**TASK GOAL:** Please copy each line from the entries that contains the string "clone".

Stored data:
──────
//! Wire-level deep merge of an incoming attribute tree into an existing one.
//!
//! Incoming Null and Unknown never overwrite. Objects merge attribute by
//! attribute; maps and lists of objects merge per key / per index; sets and
//! everything else are replaced.
mod list;
mod map;
mod object;
mod set;

use std::collections::BTreeMap;

use crate::value::{AttributeValue, ObjectType};

// ------------------------------- Front API -------------------------------- //

/// Merge `incoming` into `existing`. Both are expected to be objects; any
/// other known `incoming` replaces `existing`.
pub fn merge_into(existing: &mut AttributeValue, incoming: &AttributeValue) {
    if !incoming.is_known() {
        return;
    }
    match (existing, incoming) {
        (AttributeValue::Object { ty, attrs }, AttributeValue::Object { attrs: inc, .. }) => {
            merge_attributes(attrs, inc);
            null_fill(attrs, ty);
        }
        (slot, _) => *slot = incoming.clone(),
    }
}

/// Fold a plan into the values an external action returned.
///
/// Null and Unknown result attributes are dropped first so the plan can fill
/// them. Declared attributes still missing afterwards become Null and
/// undeclared ones are removed.
pub fn merge_plan_into_state(
    plan: &AttributeValue,
    state_result: &AttributeValue,
    schema: &ObjectType,
) -> AttributeValue {
    let mut attrs: BTreeMap<String, AttributeValue> = state_result
        .attributes()
        .map(|a| {
            a.iter()
                .filter(|(_, v)| v.is_known())
                .map(|(k, v)| (k.clone(), v.clone()))
                .collect()
        })
        .unwrap_or_default();
    if let Some(planned) = plan.attributes() {
        merge_attributes(&mut attrs, planned);
    }
    null_fill(&mut attrs, schema);
    attrs.retain(|name, _| {
        let declared = schema.contains(name);
        if !declared {
            tracing::debug!(attribute = %name, "dropping undeclared attribute after merge");
        }
        declared
    });
    AttributeValue::Object { ty: schema.clone(), attrs }
}

// ------------------------------- Dispatch --------------------------------- //

pub(crate) fn merge_attributes(
    existing: &mut BTreeMap<String, AttributeValue>,
    incoming: &BTreeMap<String, AttributeValue>,
) {
    for (key, value) in incoming {
        match value {
            AttributeValue::Null | AttributeValue::Unknown => continue,
            AttributeValue::Object { .. } => object::merge(existing, key, value),
            AttributeValue::Map { .. } => map::merge(existing, key, value),
            AttributeValue::List { .. } => list::merge(existing, key, value),
            AttributeValue::Set { .. } => set::merge(existing, key, value),
            _ => {
                existing.insert(key.clone(), value.clone());
            }
        }
    }
}

/// Merge two objects in place; false when either side is not an object.
fn merge_objects(existing: &mut AttributeValue, incoming: &AttributeValue) -> bool {
    match (existing, incoming) {
        (AttributeValue::Object { ty, attrs }, AttributeValue::Object { attrs: inc, .. }) => {
            merge_attributes(attrs, inc);
            null_fill(attrs, ty);
            true
        }
        _ => false,
    }
}

fn null_fill(attrs: &mut BTreeMap<String, AttributeValue>, ty: &ObjectType) {
    for name in ty.names() {
        attrs.entry(name.clone()).or_insert(AttributeValue::Null);
    }
}

#[cfg(test)]
mod tests {
    use super::*;
    use crate::value::AttributeType;
    use pretty_assertions::assert_eq;
    use serde_json::json;

    fn server_type() -> ObjectType {
        ObjectType::new()
            .with("name", AttributeType::String)
            .with("port", AttributeType::Int64)
            .with(
                "nested",
                AttributeType::Object(
                    ObjectType::new()
                        .with("a", AttributeType::String)
                        .with("b", AttributeType::String),
                ),
            )
    }

    fn tree(v: serde_json::Value) -> AttributeValue {
        AttributeValue::from_json(&v, &AttributeType::Object(server_type())).unwrap()
    }

    #[test]
    fn nulls_and_unknowns_keep_existing() {
        let mut existing = tree(json!({"name": "a", "port": 80, "nested": {"a": "x", "b": "y"}}));
        let incoming = tree(json!({"name": {"$unknown": true}, "port": 81, "nested": {"a": null, "b": "z"}}));
        merge_into(&mut existing, &incoming);
        assert_eq!(existing.to_json(), json!({"name": "a", "port": 81, "nested": {"a": "x", "b": "z"}}));
    }

    #[test]
    fn plan_fills_what_the_result_left_empty() {
        let result = tree(json!({"name": "a", "port": null}));
        let plan = tree(json!({"port": 8080, "nested": {"a": "p"}}));
        let merged = merge_plan_into_state(&plan, &result, &server_type());
        assert_eq!(merged.to_json(), json!({"name": "a", "port": 8080, "nested": {"a": "p", "b": null}}));
        assert!(merged.conforms_to(&AttributeType::Object(server_type())));
    }

    #[test]
    fn undeclared_result_attributes_are_dropped() {
        let wide = server_type().with("extra", AttributeType::Bool);
        let result =
            AttributeValue::from_json(&json!({"name": "a", "extra": true}), &AttributeType::Object(wide))
                .unwrap();
        let merged = merge_plan_into_state(&AttributeValue::Null, &result, &server_type());
        assert_eq!(merged.to_json(), json!({"name": "a", "port": null, "nested": null}));
    }
}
──────
**OUTPUT OF THE EXERCISE:**
        (slot, _) => *slot = incoming.clone(),
                .map(|(k, v)| (k.clone(), v.clone()))
    AttributeValue::Object { ty: schema.clone(), attrs }
                existing.insert(key.clone(), value.clone());
        attrs.entry(name.clone()).or_insert(AttributeValue::Null);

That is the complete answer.